De este ámbito misterioso estaban excluidos los homosexuales, que se veían obligados a inventar misterios mucho más herméticos que los del universo heterosexual, y donde no mermaban ni el misterio ni la omisión. De hecho los homosexuales no tenían relato en el cuerpo social: eran los omitidos. También entre ellos había iniciaciones y ritos en pos de un arte más placentero. Y claro, todo eso era pura y simplemente trasmisión cultural. Que esa trasmisión tuviese muy en cuenta el cuerpo y su naturaleza no contradice lo que digo. Kroeber definía la cultura como una dimensión superorgánica, es decir, que estaba por encima de lo orgánico, y que se podía construir. Para él la cultura sería en realidad una supraestructura que nos organiza como animales sociales y que es una suerte de injerto en nuestro ser carnal. Más que lo innato, lo añadido.

«No podemos juzgar el pasado con el estúpido concepto de represión»

¿Y qué añadieron nuestros antepasados al universo sexual? Le añadieron misterio. Una relación amorosa se convertía en una explosión de emociones vinculadas a la creación artística. Imaginaban mucho, deseaban mucho, se contenían mucho, ocultaban mucho, temblaban mucho, deliraban mucho, cuidaban mucho el lenguaje, preparaban los parlamentos que le iban a decir al novio o a la novia, notaban las caricias con una intensidad perdida: el misterio y los enigmas los habían erotizado profundamente. No había educación sexual, pues toda forma de educación al respecto destruiría el misterio, y la aventura erótica de cada uno tenía mucho de invención personal: es algo que se observa con cierta claridad en A la busca del tiempo perdido de Marcel Proust. A veces parece que fuera una sexualidad más libre e imaginativa que la de ahora, al no estar influida por los tosquísimos relatos de la pornografía.
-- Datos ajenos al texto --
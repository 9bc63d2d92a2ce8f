//! Named-event pub/sub with synchronous, registration-order dispatch
//! (spec §2 "Emitter", §5 "Event emitters perform synchronous dispatch...
//! handlers throwing an exception are caught so one bad listener cannot
//! break the pipeline").

use std::any::Any;
use std::collections::HashMap;
use std::panic::{self, AssertUnwindSafe};
use std::rc::Rc;

/// A type-erased event payload. Concrete payload types (`ScrollEvent`,
/// `RangeChangeEvent`, ...) live in [`crate::list`] and are downcast by
/// listeners via [`Any::downcast_ref`].
pub type Payload = Rc<dyn Any>;

/// A listener callback. Boxed so the emitter can hold a heterogeneous set
/// of listeners per event name.
pub type Listener = Rc<dyn Fn(&Payload)>;

/// Synchronous, lifecycle-scoped pub/sub keyed by event name.
#[derive(Default)]
pub struct Emitter {
    listeners: HashMap<String, Vec<Listener>>,
}

impl std::fmt::Debug for Emitter {
    fn fmt(&self, f: &mut std::fmt::Formatter<'_>) -> std::fmt::Result {
        f.debug_struct("Emitter")
            .field(
                "events",
                &self.listeners.keys().cloned().collect::<Vec<_>>(),
            )
            .finish()
    }
}

impl Emitter {
    /// Construct an emitter with no registered listeners.
    pub fn new() -> Self {
        Self::default()
    }

    /// Register `listener` under `event`, appended after any existing
    /// listeners for that name.
    pub fn on(&mut self, event: impl Into<String>, listener: Listener) {
        self.listeners.entry(event.into()).or_default().push(listener);
    }

    /// Remove a previously registered listener by pointer identity.
    pub fn off(&mut self, event: &str, listener: &Listener) {
        if let Some(list) = self.listeners.get_mut(event) {
            list.retain(|l| !Rc::ptr_eq(l, listener));
        }
    }

    /// Dispatch `payload` to every listener registered for `event`, in
    /// registration order. A listener that panics is caught so later
    /// listeners still run; the panic is logged, not propagated.
    pub fn emit(&self, event: &str, payload: Payload) {
        let Some(list) = self.listeners.get(event) else {
            return;
        };
        for listener in list {
            let result = panic::catch_unwind(AssertUnwindSafe(|| listener(&payload)));
            if result.is_err() {
                log::error!("listener for '{event}' panicked; continuing dispatch");
            }
        }
    }

    /// Whether any listener is registered for `event`.
    pub fn has_listeners(&self, event: &str) -> bool {
        self.listeners.get(event).is_some_and(|l| !l.is_empty())
    }

    /// Drop all listeners, e.g. during `destroy`.
    pub fn clear(&mut self) {
        self.listeners.clear();
    }
}

#[cfg(test)]
mod tests {
    use super::*;
    use std::cell::RefCell;

    #[test]
    fn dispatch_is_synchronous_and_ordered() {
        let mut emitter = Emitter::new();
        let order = Rc::new(RefCell::new(Vec::new()));
        let a = order.clone();
        let b = order.clone();
        emitter.on("scroll", Rc::new(move |_: &Payload| a.borrow_mut().push(1)));
        emitter.on("scroll", Rc::new(move |_: &Payload| b.borrow_mut().push(2)));
        emitter.emit("scroll", Rc::new(()));
        assert_eq!(*order.borrow(), vec![1, 2]);
    }

    #[test]
    fn off_removes_by_identity() {
        let mut emitter = Emitter::new();
        let hit = Rc::new(RefCell::new(false));
        let hit2 = hit.clone();
        let listener: Listener = Rc::new(move |_: &Payload| *hit2.borrow_mut() = true);
        emitter.on("x", listener.clone());
        emitter.off("x", &listener);
        emitter.emit("x", Rc::new(()));
        assert!(!*hit.borrow());
    }

    #[test]
    fn panicking_listener_does_not_stop_dispatch() {
        let mut emitter = Emitter::new();
        let hit = Rc::new(RefCell::new(false));
        let hit2 = hit.clone();
        emitter.on("x", Rc::new(|_: &Payload| panic!("boom")));
        emitter.on("x", Rc::new(move |_: &Payload| *hit2.borrow_mut() = true));
        emitter.emit("x", Rc::new(()));
        assert!(*hit.borrow());
    }
}
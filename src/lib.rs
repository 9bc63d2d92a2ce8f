//! A coordination core for rendering arbitrarily large ordered sequences of
//! items inside a scrollable browser viewport while keeping only a small,
//! bounded number of DOM elements materialized at any time.
//!
//! The crate has no framework dependency of its own — no VDOM diffing, no
//! component lifecycle. Framework bindings (React/Vue/Svelte/Solid-style
//! wrappers, or a Yew component) are external collaborators that call
//! [`builder::vlist`] and drive the returned [`list::VList`] handle.
//!
//! ```no_run
//! use std::rc::Rc;
//! use vlist::builder::vlist;
//! use vlist::config::{Container, ItemConfig, ListConfig};
//! use vlist::renderer::TemplateOutput;
//! use vlist::size_cache::SizeSource;
//!
//! let item = ItemConfig::new(
//!     SizeSource::Fixed(48.0),
//!     Rc::new(|item: &String, _index: usize| TemplateOutput::Html(item.clone())),
//! );
//! let config = ListConfig::new(Container::Selector("#list".into()), item)
//!     .with_items((0..10_000).map(|i| format!("row {i}")).collect());
//! let list = vlist(config).build().expect("container must resolve");
//! list.destroy();
//! ```

#![deny(missing_docs, missing_debug_implementations, bare_trait_objects, anonymous_parameters, elided_lifetimes_in_paths)]

pub mod builder;
pub mod config;
pub mod context;
pub mod data_manager;
pub mod dom;
pub mod element_pool;
pub mod emitter;
pub mod error;
pub mod feature;
pub mod features;
pub mod list;
pub mod range_math;
pub mod render_loop;
pub mod renderer;
pub mod scroll_controller;
pub mod size_cache;
pub mod tracked_item;
pub mod velocity;
pub mod viewport_state;

/// Placeholder glyph rendered for an in-range index the data manager has
/// not yet resolved (spec §6 `DEFAULT_MASK_CHARACTER`, §7 "Missing data
/// appears as a visible placeholder").
pub const DEFAULT_MASK_CHARACTER: &str = "x";

/// Default number of items rendered beyond the visible range on each side
/// (spec §6 `DEFAULT_OVERSCAN`).
pub const DEFAULT_OVERSCAN: usize = 3;

/// Default cap on idle elements retained per element pool (spec §6
/// `DEFAULT_POOL_MAX`).
pub const DEFAULT_POOL_MAX: usize = 100;

/// Installs [`console_error_panic_hook`] so a Rust panic surfaces as a
/// readable stack trace in the browser console instead of an opaque
/// `unreachable` trap. Consumers call this once during bootstrap; the
/// crate never installs it automatically (spec's ambient-stack note: "the
/// crate does not install a logger [or panic hook]; consumers wire one
/// up").
#[cfg(feature = "panic-hook")]
pub fn init_panic_hook() {
    console_error_panic_hook::set_once();
}
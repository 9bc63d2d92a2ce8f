//! Masonry layout feature: assigns each rendered item to one of `N` lanes
//! (spec §4.8 "layout" priority band).
//!
//! True shortest-lane masonry needs every item's real size known up front
//! to pick the lane with the least accumulated height — exactly what
//! virtualization withholds, since only rendered items are ever measured.
//! This feature uses round-robin lane assignment instead (`index % lanes`),
//! an explicit simplification consistent with the spec's "concrete
//! algorithms ... summarized, not fully specified" scope note. It exposes
//! `laneOffsetPercent(index)` and `getLanes()` so a template can position
//! its own markup cross-axis; [`crate::renderer::Placement`] has no
//! cross-axis offset field of its own to drive this from the core side.

use std::cell::Cell;
use std::rc::Rc;

use crate::context::BuilderContext;
use crate::feature::{priority, Feature};

/// Round-robin lane assignment for a masonry-style cross-axis layout.
#[derive(Debug)]
pub struct MasonryFeature {
    initial_lanes: usize,
}

impl MasonryFeature {
    /// Start with `lanes` lanes (at least 1).
    pub fn new(lanes: usize) -> Self {
        Self { initial_lanes: lanes.max(1) }
    }
}

impl<T: 'static> Feature<T> for MasonryFeature {
    fn name(&self) -> &str {
        "masonry"
    }

    fn priority(&self) -> i32 {
        priority::LAYOUT
    }

    fn conflicts(&self) -> &[&str] {
        &["grid"]
    }

    fn setup(&mut self, ctx: &mut BuilderContext<T>) {
        let lanes = Rc::new(Cell::new(self.initial_lanes));

        let offset_lanes = lanes.clone();
        ctx.register_method::<Rc<dyn Fn(usize) -> f64>>(
            "laneOffsetPercent",
            Rc::new(move |index: usize| {
                let n = offset_lanes.get().max(1);
                (index % n) as f64 * (100.0 / n as f64)
            }),
        );

        let lane_of_lanes = lanes.clone();
        ctx.register_method::<Rc<dyn Fn(usize) -> usize>>(
            "laneOf",
            Rc::new(move |index: usize| index % lane_of_lanes.get().max(1)),
        );

        let set_lanes_state = lanes.clone();
        let trigger = ctx.render_trigger();
        ctx.register_method::<Rc<dyn Fn(usize)>>(
            "setLanes",
            Rc::new(move |n: usize| {
                set_lanes_state.set(n.max(1));
                trigger.set(true);
            }),
        );

        ctx.register_method::<Rc<dyn Fn() -> usize>>("getLanes", Rc::new(move || lanes.get()));
    }
}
No podemos juzgar el pasado con el estúpido concepto de represión. No se trata de represión, se trata de diferentes maneras de abordar el universo sexual. Cada cultura lo hace de una manera y en muchas de ellas se sigue la dialéctica del misterio.

Otra cosa que se olvida: las mujeres podían quedarse embarazadas. Si eran cuidadosas en sus elecciones y en la gestión de los momentos íntimos ¿eso quería decir que eran reprimidas o que simplemente eran prudentes? Prudencia y represión son dos estados que sólo se parecen en que los dos indican contención, pero la razón de esa contención es muy diferente en ambos. Asombrosamente, a menudo olvidamos que la revolución sexual se consagró con la llegada de la píldora, no antes, de lo cual se deriva que la píldora hizo más por la libertad sexual que todas las proclamas y todas las ideologías.

Hemos pasado de los misterios del sexo que casi parecían los misterios de Eleusis a la sociedad de la transparencia, ansiosa más que nunca de misterio, y condenada a no tenerlo, y obligada a buscarlo introduciendo en el sexo desconcertantes barroquismos. Todo el misterio que le hemos quitado al sexo se convierte en carencia y propicia relaciones que le devuelvan al sujeto la impresión de acercarse a un enigma, como por ejemplo las citas a ciegas. No es lo mismo que el misterio antiguo y como mucho consigue ser un simulacro. Pero es de sobra sabido que hemos huido de la realidad y que vivimos en la edad de los simulacros.